WHAT THE TASK ASKS. The data must be given again in full, with no line altered.

Start of DATA SUPPLIED

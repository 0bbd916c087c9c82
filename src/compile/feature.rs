// Feature elements
//
//  Copyright (C) 2024 wixrs contributors.
//
//  This file is part of wixrs.
//
//  This program is free software: you can redistribute it and/or modify
//  it under the terms of the GNU General Public License as published by
//  the Free Software Foundation, either version 3 of the License, or
//  (at your option) any later version.
//
//  This program is distributed in the hope that it will be useful,
//  but WITHOUT ANY WARRANTY; without even the implied warranty of
//  MERCHANTABILITY or FITNESS FOR A PARTICULAR PURPOSE.  See the
//  GNU General Public License for more details.
//
//  You should have received a copy of the GNU General Public License
//  along with this program.  If not, see <http://www.gnu.org/licenses/>.

use super::component::{
    compile_component, compile_component_group_ref, compile_component_ref,
};
use super::{CompileContext, ContextKey, ContextValues};
use crate::ir::{Identifier, SymbolKey};
use crate::schema::tables;
use roxmltree::Node;

/// Feature attribute bit preventing the user from making a feature
///   absent.
const FEATURE_DISALLOW_ABSENT: i64 = 0x10;

fn compile_feature_children(
    ctx: &mut CompileContext,
    node: Node,
    id: &str,
    values: &ContextValues,
) {
    let values = values
        .without(ContextKey::ComponentGroupId)
        .with(ContextKey::FeatureId, id);

    ctx.each_child(node, &values, |ctx, child, name| {
        match name {
            "Feature" => compile_feature(ctx, child, &values),
            "Component" => compile_component(ctx, child, &values),
            "ComponentRef" => compile_component_ref(ctx, child, &values),
            "ComponentGroupRef" => {
                compile_component_group_ref(ctx, child, &values)
            }
            _ => return false,
        }
        true
    });
}

pub(super) fn compile_feature(
    ctx: &mut CompileContext,
    node: Node,
    values: &ContextValues,
) {
    ctx.check_attributes(
        node,
        &[
            "Id",
            "Title",
            "Description",
            "Level",
            "Display",
            "ConfigurableDirectory",
            "AllowAbsent",
        ],
        values,
    );

    let span = ctx.span(node);
    let Some(id) = ctx.required_identifier_attr(node, "Id") else {
        return;
    };

    let level = ctx.integer_attr(node, "Level", 0, 32767).unwrap_or(1);
    let display: i64 = match ctx.enum_attr(
        node,
        "Display",
        &["collapse", "expand", "hidden"],
    ) {
        Some("hidden") => 0,
        Some("expand") => 1,
        _ => 2,
    };
    let attributes = match ctx.yes_no_attr(node, "AllowAbsent") {
        Some(false) => FEATURE_DISALLOW_ABSENT,
        _ => 0,
    };
    let directory = ctx.identifier_attr(node, "ConfigurableDirectory");

    let sym = ctx.add_symbol(
        tables::FEATURE,
        Identifier::public(id),
        Some(span.clone()),
    );
    sym.set_named("Feature_Parent", values.get(ContextKey::FeatureId));
    sym.set_named("Title", node.attribute("Title"));
    sym.set_named("Description", node.attribute("Description"));
    sym.set_named("Display", display);
    sym.set_named("Level", level);
    sym.set_named("Directory_", directory);
    sym.set_named("Attributes", attributes);

    if let Some(dir) = directory {
        ctx.add_simple_reference(
            tables::DIRECTORY,
            dir,
            Some(SymbolKey::new(tables::FEATURE, id)),
            Some(span),
        );
    }

    compile_feature_children(ctx, node, id, values);
}

pub(super) fn compile_feature_ref(
    ctx: &mut CompileContext,
    node: Node,
    values: &ContextValues,
) {
    ctx.check_attributes(node, &["Id"], values);

    let span = ctx.span(node);

    if let Some(id) = ctx.required_identifier_attr(node, "Id") {
        ctx.add_simple_reference(tables::FEATURE, id, None, Some(span));
        compile_feature_children(ctx, node, id, values);
    }
}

End of DATA SUPPLIED

EXERCISE OUTPUT.
repository 0bbd916c087c9c82
filename src/compile/feature.rs
// Feature elements
//
//  Copyright (C) 2024 wixrs contributors.
//
//  This file is part of wixrs.
//
//  This program is free software: you can redistribute it and/or modify
//  it under the terms of the GNU General Public License as published by
//  the Free Software Foundation, either version 3 of the License, or
//  (at your option) any later version.
//
//  This program is distributed in the hope that it will be useful,
//  but WITHOUT ANY WARRANTY; without even the implied warranty of
//  MERCHANTABILITY or FITNESS FOR A PARTICULAR PURPOSE.  See the
//  GNU General Public License for more details.
//
//  You should have received a copy of the GNU General Public License
//  along with this program.  If not, see <http://www.gnu.org/licenses/>.

use super::component::{
    compile_component, compile_component_group_ref, compile_component_ref,
};
use super::{CompileContext, ContextKey, ContextValues};
use crate::ir::{Identifier, SymbolKey};
use crate::schema::tables;
use roxmltree::Node;

/// Feature attribute bit preventing the user from making a feature
///   absent.
const FEATURE_DISALLOW_ABSENT: i64 = 0x10;

fn compile_feature_children(
    ctx: &mut CompileContext,
    node: Node,
    id: &str,
    values: &ContextValues,
) {
    let values = values
        .without(ContextKey::ComponentGroupId)
        .with(ContextKey::FeatureId, id);

    ctx.each_child(node, &values, |ctx, child, name| {
        match name {
            "Feature" => compile_feature(ctx, child, &values),
            "Component" => compile_component(ctx, child, &values),
            "ComponentRef" => compile_component_ref(ctx, child, &values),
            "ComponentGroupRef" => {
                compile_component_group_ref(ctx, child, &values)
            }
            _ => return false,
        }
        true
    });
}

pub(super) fn compile_feature(
    ctx: &mut CompileContext,
    node: Node,
    values: &ContextValues,
) {
    ctx.check_attributes(
        node,
        &[
            "Id",
            "Title",
            "Description",
            "Level",
            "Display",
            "ConfigurableDirectory",
            "AllowAbsent",
        ],
        values,
    );

    let span = ctx.span(node);
    let Some(id) = ctx.required_identifier_attr(node, "Id") else {
        return;
    };

    let level = ctx.integer_attr(node, "Level", 0, 32767).unwrap_or(1);
    let display: i64 = match ctx.enum_attr(
        node,
        "Display",
        &["collapse", "expand", "hidden"],
    ) {
        Some("hidden") => 0,
        Some("expand") => 1,
        _ => 2,
    };
    let attributes = match ctx.yes_no_attr(node, "AllowAbsent") {
        Some(false) => FEATURE_DISALLOW_ABSENT,
        _ => 0,
    };
    let directory = ctx.identifier_attr(node, "ConfigurableDirectory");

    let sym = ctx.add_symbol(
        tables::FEATURE,
        Identifier::public(id),
        Some(span.clone()),
    );
    sym.set_named("Feature_Parent", values.get(ContextKey::FeatureId));
    sym.set_named("Title", node.attribute("Title"));
    sym.set_named("Description", node.attribute("Description"));
    sym.set_named("Display", display);
    sym.set_named("Level", level);
    sym.set_named("Directory_", directory);
    sym.set_named("Attributes", attributes);

    if let Some(dir) = directory {
        ctx.add_simple_reference(
            tables::DIRECTORY,
            dir,
            Some(SymbolKey::new(tables::FEATURE, id)),
            Some(span),
        );
    }

    compile_feature_children(ctx, node, id, values);
}

pub(super) fn compile_feature_ref(
    ctx: &mut CompileContext,
    node: Node,
    values: &ContextValues,
) {
    ctx.check_attributes(node, &["Id"], values);

    let span = ctx.span(node);

    if let Some(id) = ctx.required_identifier_attr(node, "Id") {
        ctx.add_simple_reference(tables::FEATURE, id, None, Some(span));
        compile_feature_children(ctx, node, id, values);
    }
}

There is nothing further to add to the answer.